When a body is discovered at the Charlestown locks -- tarred, feathered and shot to death -- it appears to be a gangland killing, and is almost immediately dismissed. However, Cal O'Brien's cousin, Boston PD detective Owen Lackey, recognizes the murder style as the typical retribution for IRA informers. Combined with a tip-off about a boat coming into Boston weighed down with stolen guns and ammunition, the body in the locks hints that much more may be at stake than a one-off hit.

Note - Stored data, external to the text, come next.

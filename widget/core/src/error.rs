use thiserror::Error;

/// Errors surfaced by widget mount points.
#[derive(Debug, Clone, Copy, PartialEq, Eq, Error)]
pub enum WidgetError {
    /// The mount's backing element is gone (panel closed, node removed).
    #[error("mount detached")]
    MountDetached,

    #[error("no suggestion control at index {0}")]
    NoSuchSuggestion(usize),
}
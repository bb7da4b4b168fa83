use std::sync::Arc;

use crate::error::WidgetError;
use crate::types::MountId;

/// Callback invoked when a rendered suggestion control is activated.
pub type SuggestionHandler = Arc<dyn Fn() + Send + Sync>;

/// A place replies are displayed — the stand-in for the DOM insertion point.
///
/// Implementations are expected to be cheap interior-mutability wrappers; the
/// reveal scheduler calls into these methods once per animation tick.
/// Mutating calls on a detached mount return [`WidgetError::MountDetached`];
/// scrolling a detached mount is a no-op.
pub trait Mount: Send + Sync {
    /// Stable identity of this mount, used to serialize reveals against it.
    fn id(&self) -> MountId;

    /// Append a run of plain text to the live (unformatted) content.
    fn append_text(&self, chunk: &str) -> Result<(), WidgetError>;

    /// Replace the mount's entire content with rendered HTML.
    fn set_html(&self, html: &str) -> Result<(), WidgetError>;

    /// Append one actionable suggestion control after the content.
    fn add_suggestion(
        &self,
        label: &str,
        on_activate: SuggestionHandler,
    ) -> Result<(), WidgetError>;

    /// Keep the newest content in view.
    fn scroll_to_latest(&self);
}
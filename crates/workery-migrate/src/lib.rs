//! # workery-migrate
//!
//! One-shot migration of the legacy Workery PostgreSQL database into MongoDB.
//!
//! The migration is a sequence of independent steps, each one a subcommand of
//! the CLI. Steps must run in the order of [`Step::ALL`]:
//!
//! - **Bulk load** of tenants, users, reference tables, customers, associates,
//!   staff, orders and their join tables
//! - **Attachment transfer** from the legacy object store to the new one,
//!   through a local staging directory
//! - **Hotfix passes** that repair documents after the load
//!
//! ## Example
//!
//! ```rust,no_run
//! use workery_migrate::{Config, Orchestrator, Step};
//!
//! #[tokio::main]
//! async fn main() -> workery_migrate::Result<()> {
//!     let config = Config::from_env()?;
//!     let orchestrator = Orchestrator::new(config, Step::ImportTenant).await?;
//!     let result = orchestrator.run(Step::ImportTenant).await?;
//!     println!("Imported {} tenants", result.records);
//!     Ok(())
//! }
//! ```

pub mod config;
pub mod error;
pub mod hotfix;
pub mod model;
pub mod objects;
pub mod orchestrator;
pub mod password;
pub mod resolver;
pub mod source;
pub mod store;
pub mod translate;

// Re-exports for convenient access
pub use config::{Config, ObjectStoreConfig, SourceConfig, TargetConfig};
pub use error::{MigrateError, Result};
pub use objects::{MemoryObjectStore, ObjectStore, S3ObjectStore};
pub use orchestrator::{Orchestrator, Step, StepResult};
pub use resolver::Resolver;
pub use store::{DocumentStore, MemoryStore, MongoStore, Repository};
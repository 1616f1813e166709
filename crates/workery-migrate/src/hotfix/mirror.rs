//! Copy every legacy object into the local staging directory.

use std::path::Path;

use tracing::{info, warn};

use crate::error::Result;
use crate::objects::ObjectStore;

/// Last path segment of an object key.
fn file_name(key: &str) -> Option<&str> {
    key.rsplit('/').next().filter(|name| !name.is_empty())
}

/// Download every object of `legacy` into `staging_dir`, named after the last
/// segment of its key. Keys ending in `/` are skipped.
pub async fn mirror_legacy_objects(legacy: &dyn ObjectStore, staging_dir: &Path) -> Result<usize> {
    info!("Beginning downloading bucket {}", legacy.bucket());
    tokio::fs::create_dir_all(staging_dir).await?;
    let mut downloaded = 0;
    for key in legacy.list_keys().await? {
        let Some(name) = file_name(&key) else {
            warn!("Skipping object {}: no file name", key);
            continue;
        };
        let body = legacy.get(&key).await?;
        tokio::fs::write(staging_dir.join(name), body).await?;
        downloaded += 1;
        info!("Downloaded {}", key);
    }
    info!("Finished downloading {} objects", downloaded);
    Ok(downloaded)
}
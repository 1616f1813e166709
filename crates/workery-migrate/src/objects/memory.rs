//! In-memory object store.

use std::collections::BTreeMap;
use std::sync::{Mutex, MutexGuard};

use async_trait::async_trait;

use crate::error::{MigrateError, Result};

use super::ObjectStore;

/// Bucket held in a sorted map; listing is in key order like S3.
pub struct MemoryObjectStore {
    bucket: String,
    objects: Mutex<BTreeMap<String, Vec<u8>>>,
}

impl MemoryObjectStore {
    pub fn new(bucket: impl Into<String>) -> Self {
        Self {
            bucket: bucket.into(),
            objects: Mutex::new(BTreeMap::new()),
        }
    }

    /// Seed an object without going through the trait.
    pub fn with_object(self, key: impl Into<String>, body: impl Into<Vec<u8>>) -> Self {
        self.lock().insert(key.into(), body.into());
        self
    }

    fn lock(&self) -> MutexGuard<'_, BTreeMap<String, Vec<u8>>> {
        self.objects.lock().unwrap_or_else(|e| e.into_inner())
    }

    pub fn contains(&self, key: &str) -> bool {
        self.lock().contains_key(key)
    }

    pub fn len(&self) -> usize {
        self.lock().len()
    }

    pub fn is_empty(&self) -> bool {
        self.len() == 0
    }
}

#[async_trait]
impl ObjectStore for MemoryObjectStore {
    fn bucket(&self) -> &str {
        &self.bucket
    }

    async fn list_keys(&self) -> Result<Vec<String>> {
        Ok(self.lock().keys().cloned().collect())
    }

    async fn get(&self, key: &str) -> Result<Vec<u8>> {
        self.lock()
            .get(key)
            .cloned()
            .ok_or_else(|| MigrateError::object_store(key, "no such key"))
    }

    async fn put(&self, key: &str, body: Vec<u8>) -> Result<()> {
        self.lock().insert(key.to_string(), body);
        Ok(())
    }
}

#[cfg(test)]
mod tests {
    use super::*;

    #[tokio::test]
    async fn test_put_get_list() {
        let store = MemoryObjectStore::new("legacy").with_object("media/b.pdf", b"b".to_vec());
        store.put("media/a.pdf", b"a".to_vec()).await.unwrap();

        assert_eq!(
            store.list_keys().await.unwrap(),
            vec!["media/a.pdf".to_string(), "media/b.pdf".to_string()]
        );
        assert_eq!(store.get("media/a.pdf").await.unwrap(), b"a".to_vec());
        assert!(store.get("media/missing.pdf").await.is_err());
        assert_eq!(store.bucket(), "legacy");
    }
}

Serpents in the Cold introduced us to Cal and Dante, whose previous investigation brought them to the highest ranks of Boston's political elite. This time, Cal and Dante descend into the city's shadowy underbelly -- a world of packed dance halls, Irish wakes, and funeral parlors. There they discover a terrorist plot that will shake the city to its core and bring them head-to-head not only with Cal's past, but with the IRA Army Council itself.
PUBLISHERS WEEKLY
It's June 1954, and an oppressive heat entombs Boston in O'Malley and Purdy's well-written if bleak sequel to 2015's Serpents in the Cold. Their broken antiheroes, Dante Cooper and Cal O'Brien, have each recently suffered a personal loss, and those losses are keenly felt throughout the novel. Heroin addict Dante has a fingertip hold on sobriety, while ex-cop Cal struggles to keep his security business afloat. Both answer the call, though, when Det. Owen Mackey, Cal's policeman cousin, asks for their help in his pursuit of IRA sympathizers who are running guns and murdering suspected informers. The Irish club scene of the time has a role in the story, as does Dante's skill at the piano, but the unforgiving temperatures, easy violence, and grim state of the South Boston neighborhoods overwhelm any joy that the bright lights and dance floors might impart. More than one bloody killing will catch readers by surprise.